Massachusetts says hemp-derived CBD is illegal — but CBD stores are still everywhere

By Felicia Gans Globe Staff,July 1, 2019, 9:12 a.m.

The exterior of the American Shaman CBD shop on Newbury Street. (Jim Davis/Globe Staff)

Across Massachusetts, customers can find CBD everywhere, from the small shops selling CBD up and down Newbury Street to the products lining the shelves at national stores like Bed Bath & Beyond and Sephora.

CBD has become so common that you can even buy gummies in the small corner store in the lobby of the office building that houses the Boston Globe.

The popularity of cannabidiol, which can be extracted from marijuana or hemp — two different varieties of the cannabis plant — has prompted questions and confusion from consumers who want to make sure their products are safe, legal, and reliable.

But the overarching question remains: Is this even legal?
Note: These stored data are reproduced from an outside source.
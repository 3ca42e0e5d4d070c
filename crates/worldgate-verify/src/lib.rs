//! Runtime components of the verification service: the world-link cache,
//! the event emitter, the synchronization scheduler and the mutation
//! services built on top of them.
//!
//! Everything here is generic over a [`VerifyStore`] and an
//! [`AccountFetcher`]; [`Services`] wires one of each into a ready set.

pub mod ban;
pub mod config;
pub mod ephemeral;
pub mod error;
pub mod events;
pub mod link;
pub mod sync;
pub mod worlds;

#[cfg(test)]
mod testing;

use std::sync::Arc;

use chrono::Utc;
use tokio::task::JoinHandle;
use worldgate_core::{
  Status,
  fetch::AccountFetcher,
  model::{Ban, PlatformId, UserView},
  resolve::StatusResolver,
  store::VerifyStore,
  world::WorldId,
};

pub use crate::{
  ban::BanService,
  config::VerifyConfig,
  ephemeral::{AccessType, EphemeralService, GrantRequest},
  error::{Error, Result},
  events::{EventEmitter, Subscription},
  link::{LinkRequest, Linker},
  sync::Synchronizer,
  worlds::WorldLinkCache,
};
use crate::error::store_call;

/// Every component, constructed once at start-up and shared by handle.
pub struct Services<S, F> {
  pub config:    VerifyConfig,
  pub resolver:  StatusResolver,
  pub store:     Arc<S>,
  pub fetcher:   Arc<F>,
  pub worlds:    Arc<WorldLinkCache>,
  pub emitter:   Arc<EventEmitter>,
  pub sync:      Arc<Synchronizer<S, F>>,
  pub linker:    Linker<S, F>,
  pub bans:      BanService<S>,
  pub ephemeral: EphemeralService<S>,
}

impl<S, F> Services<S, F>
where
  S: VerifyStore + 'static,
  F: AccountFetcher + 'static,
{
  pub fn new(store: Arc<S>, fetcher: Arc<F>, config: VerifyConfig) -> Self {
    Self::with_worlds(store, fetcher, Arc::new(WorldLinkCache::new()), config)
  }

  pub fn with_worlds(
    store: Arc<S>,
    fetcher: Arc<F>,
    worlds: Arc<WorldLinkCache>,
    config: VerifyConfig,
  ) -> Self {
    let resolver = StatusResolver::new(config.freshness());
    let emitter = Arc::new(
      EventEmitter::new(resolver, Arc::clone(&worlds), config.listener_capacity)
        .with_idle_timeout(config.listener_timeout()),
    );
    Self {
      sync: Arc::new(Synchronizer::new(
        Arc::clone(&store),
        Arc::clone(&fetcher),
        Arc::clone(&emitter),
        config.clone(),
      )),
      linker: Linker::new(
        Arc::clone(&store),
        Arc::clone(&fetcher),
        Arc::clone(&emitter),
        config.clone(),
      ),
      bans: BanService::new(Arc::clone(&store), Arc::clone(&emitter), config.clone()),
      ephemeral: EphemeralService::new(
        Arc::clone(&store),
        Arc::clone(&emitter),
        Arc::clone(&worlds),
        config.clone(),
      ),
      config,
      resolver,
      store,
      fetcher,
      worlds,
      emitter,
    }
  }

  /// Start the world-link refresh loop and the scheduler.
  pub fn spawn_background(&self) -> (JoinHandle<()>, JoinHandle<()>) {
    let worlds = tokio::spawn(
      Arc::clone(&self.worlds).run(Arc::clone(&self.fetcher), self.config.request_timeout()),
    );
    let sync = tokio::spawn(Arc::clone(&self.sync).run());
    (worlds, sync)
  }

  /// The user behind a platform identity, with `expired` flags filled in.
  pub async fn platform_user(
    &self,
    platform_id: PlatformId,
    platform_user_id: &str,
  ) -> Result<Option<UserView>> {
    let mut view = store_call(
      self.config.request_timeout(),
      "load platform user",
      self
        .store
        .get_platform_user(platform_id, platform_user_id.to_owned()),
    )
    .await?;
    if let Some(view) = &mut view {
      self.resolver.annotate(view, Utc::now());
    }
    Ok(view)
  }

  /// Resolve a platform identity's status seen from `perspective`, with the
  /// active ban if there is one. Unknown identities are not linked.
  pub async fn verification_status(
    &self,
    perspective: WorldId,
    platform_id: PlatformId,
    platform_user_id: &str,
  ) -> Result<(Status, Option<Ban>)> {
    let Some(view) = self.platform_user(platform_id, platform_user_id).await? else {
      return Ok((Status::DeniedAccountNotLinked, None));
    };
    let now = Utc::now();
    let links = self.worlds.snapshot();
    let status = self
      .resolver
      .resolve(perspective, &view, links.as_deref(), now);
    Ok((status, view.active_ban(now).cloned()))
  }

  /// Re-sync every live credential of a platform identity and return the
  /// refreshed view.
  pub async fn refresh_platform_user(
    &self,
    platform_id: PlatformId,
    platform_user_id: &str,
  ) -> Result<UserView> {
    let view = self
      .platform_user(platform_id, platform_user_id)
      .await?
      .ok_or_else(|| Error::NotFound(format!("platform user {platform_id}/{platform_user_id}")))?;
    self.sync.sync_user(view.user_id()).await?;
    self
      .platform_user(platform_id, platform_user_id)
      .await?
      .ok_or_else(|| Error::NotFound(format!("platform user {platform_id}/{platform_user_id}")))
  }
}

#[cfg(test)]
mod tests {
  use chrono::Duration as ChronoDuration;
  use worldgate_core::fetch::{Matchup, MatchupWorlds};
  use worldgate_store_sqlite::SqliteStore;

  use super::*;
  use crate::testing::{FakeFetcher, remote_account, remote_key};

  async fn services() -> Services<SqliteStore, FakeFetcher> {
    let store = Arc::new(SqliteStore::open_in_memory().await.unwrap());
    let config = VerifyConfig { skip_restrictions: true, ..VerifyConfig::default() };
    Services::with_worlds(
      store,
      Arc::new(FakeFetcher::default()),
      Arc::new(WorldLinkCache::with_expected_worlds(4)),
      config,
    )
  }

  fn link_request(puid: &str, api_key: &str) -> LinkRequest {
    LinkRequest {
      perspective:       None,
      platform_id:       1,
      platform_user_id:  puid.into(),
      primary:           true,
      api_key:           api_key.into(),
      skip_requirements: false,
    }
  }

  #[tokio::test]
  async fn status_follows_links_and_bans() {
    let s = services().await;
    s.fetcher
      .insert("KEY-A", remote_key("KEY-A", remote_account("acc-a", 2102)));
    s.linker.link_api_key(link_request("alice", "KEY-A")).await.unwrap();

    let (status, _) = s.verification_status(2102, 1, "alice").await.unwrap();
    assert_eq!(status, Status::GrantedHomeWorld);
    let (status, _) = s.verification_status(2101, 1, "alice").await.unwrap();
    assert_eq!(status, Status::DeniedUnknown);

    s.fetcher.set_matchups(vec![Matchup {
      id:       "2-1".into(),
      end_time: Utc::now() + ChronoDuration::days(2),
      worlds:   MatchupWorlds {
        red:   vec![2101, 2102],
        blue:  vec![2201],
        green: vec![2301],
      },
    }]);
    s.worlds
      .refresh(s.fetcher.as_ref(), s.config.request_timeout())
      .await
      .unwrap();
    let (status, _) = s.verification_status(2101, 1, "alice").await.unwrap();
    assert_eq!(status, Status::GrantedLinkedWorld);
    let (status, _) = s.verification_status(2201, 1, "alice").await.unwrap();
    assert_eq!(status, Status::DeniedInvalidWorld);

    let until = Utc::now() + ChronoDuration::hours(1);
    s.bans
      .ban_platform_user(1, "alice", "afk farming".into(), until)
      .await
      .unwrap();
    let (status, ban) = s.verification_status(2102, 1, "alice").await.unwrap();
    assert_eq!(status, Status::DeniedBanned);
    assert_eq!(ban.unwrap().reason, "afk farming");
  }

  #[tokio::test]
  async fn unknown_identity_is_not_linked() {
    let s = services().await;
    let (status, ban) = s.verification_status(2101, 1, "nobody").await.unwrap();
    assert_eq!(status, Status::DeniedAccountNotLinked);
    assert!(ban.is_none());
    assert!(matches!(
      s.refresh_platform_user(1, "nobody").await,
      Err(Error::NotFound(_))
    ));
  }

  #[tokio::test]
  async fn refresh_picks_up_world_transfer() {
    let s = services().await;
    s.fetcher
      .insert("KEY-A", remote_key("KEY-A", remote_account("acc-a", 2101)));
    s.linker.link_api_key(link_request("alice", "KEY-A")).await.unwrap();

    s.fetcher
      .insert("KEY-A", remote_key("KEY-A", remote_account("acc-a", 2301)));
    let view = s.refresh_platform_user(1, "alice").await.unwrap();
    assert_eq!(view.accounts[0].world, 2301);
  }
}
//! Error type for `worldgate-verify`.

use std::{future::Future, time::Duration};

use thiserror::Error;
use worldgate_core::{FetchError, Restriction};

#[derive(Debug, Error)]
pub enum Error {
  #[error("store error: {0}")]
  Store(Box<dyn std::error::Error + Send + Sync>),

  #[error("fetch error: {0}")]
  Fetch(#[from] FetchError),

  #[error("timed out: {0}")]
  Timeout(&'static str),

  /// Includes the world-links-not-synchronised sentinel.
  #[error(transparent)]
  Core(#[from] worldgate_core::Error),

  #[error("not found: {0}")]
  NotFound(String),

  /// A policy rejection. The description is safe to show to end users.
  #[error("rejected: {0}")]
  Rejected(String),

  /// The subscriber already has a poll outstanding.
  #[error("subscriber {0} is already polling")]
  Busy(String),
}

impl Error {
  pub fn store<E>(e: E) -> Self
  where
    E: std::error::Error + Send + Sync + 'static,
  {
    Self::Store(Box::new(e))
  }

  pub fn is_not_synced(&self) -> bool {
    matches!(self, Self::Core(worldgate_core::Error::WorldLinksNotSynced))
  }

  /// The message an end user may see, if any. Internal failures have none.
  pub fn user_message(&self) -> Option<&str> {
    match self {
      Self::Rejected(msg) => Some(msg),
      _ => None,
    }
  }
}

impl From<Restriction> for Error {
  fn from(r: Restriction) -> Self { Self::Rejected(r.description) }
}

pub type Result<T, E = Error> = std::result::Result<T, E>;

/// Run a store call under `deadline`.
pub(crate) async fn store_call<T, E, F>(
  deadline: Duration,
  what: &'static str,
  fut: F,
) -> Result<T>
where
  F: Future<Output = std::result::Result<T, E>>,
  E: std::error::Error + Send + Sync + 'static,
{
  match tokio::time::timeout(deadline, fut).await {
    Ok(result) => result.map_err(Error::store),
    Err(_) => Err(Error::Timeout(what)),
  }
}

/// Run a remote fetch under `deadline`.
pub(crate) async fn fetch_call<T, F>(
  deadline: Duration,
  what: &'static str,
  fut: F,
) -> Result<T>
where
  F: Future<Output = std::result::Result<T, FetchError>>,
{
  match tokio::time::timeout(deadline, fut).await {
    Ok(result) => Ok(result?),
    Err(_) => Err(Error::Timeout(what)),
  }
}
Now, the state has an answer.

State officials from the Department of Public Health and the Department of Agricultural Resources said this month certain types of CBD are illegal under state regulations. The new policies outline legal uses for hemp and its derivatives, and said two common uses of CBD are now prohibited: “any food product containing CBD” and “any product containing CBD derived from hemp that makes therapeutic/medicinal claims,” according to a June 12 notice from the Department of Agricultural Resources.

Those two restrictions affect a vast majority of products on the market, from gummies that claim to help with pain management to oils that allege to help with sleep.

So why are these products still on shelves? The answer, it seems, comes down to enforcement.

Spokeswomen for both state agencies said local boards of health would ultimately be responsible for deciding on enforcement strategies in their own cities and towns.

Brendan Moss, a spokesman for Governor Charlie Baker, reiterated that sentiment, noting that the policies were released “consistent with previously announced federal policy.”

The administration “looks forward to working with the FDA, state agencies and local boards of health to ensure all products in Massachusetts comply with applicable federal and state laws and regulations,” Moss said in a statement.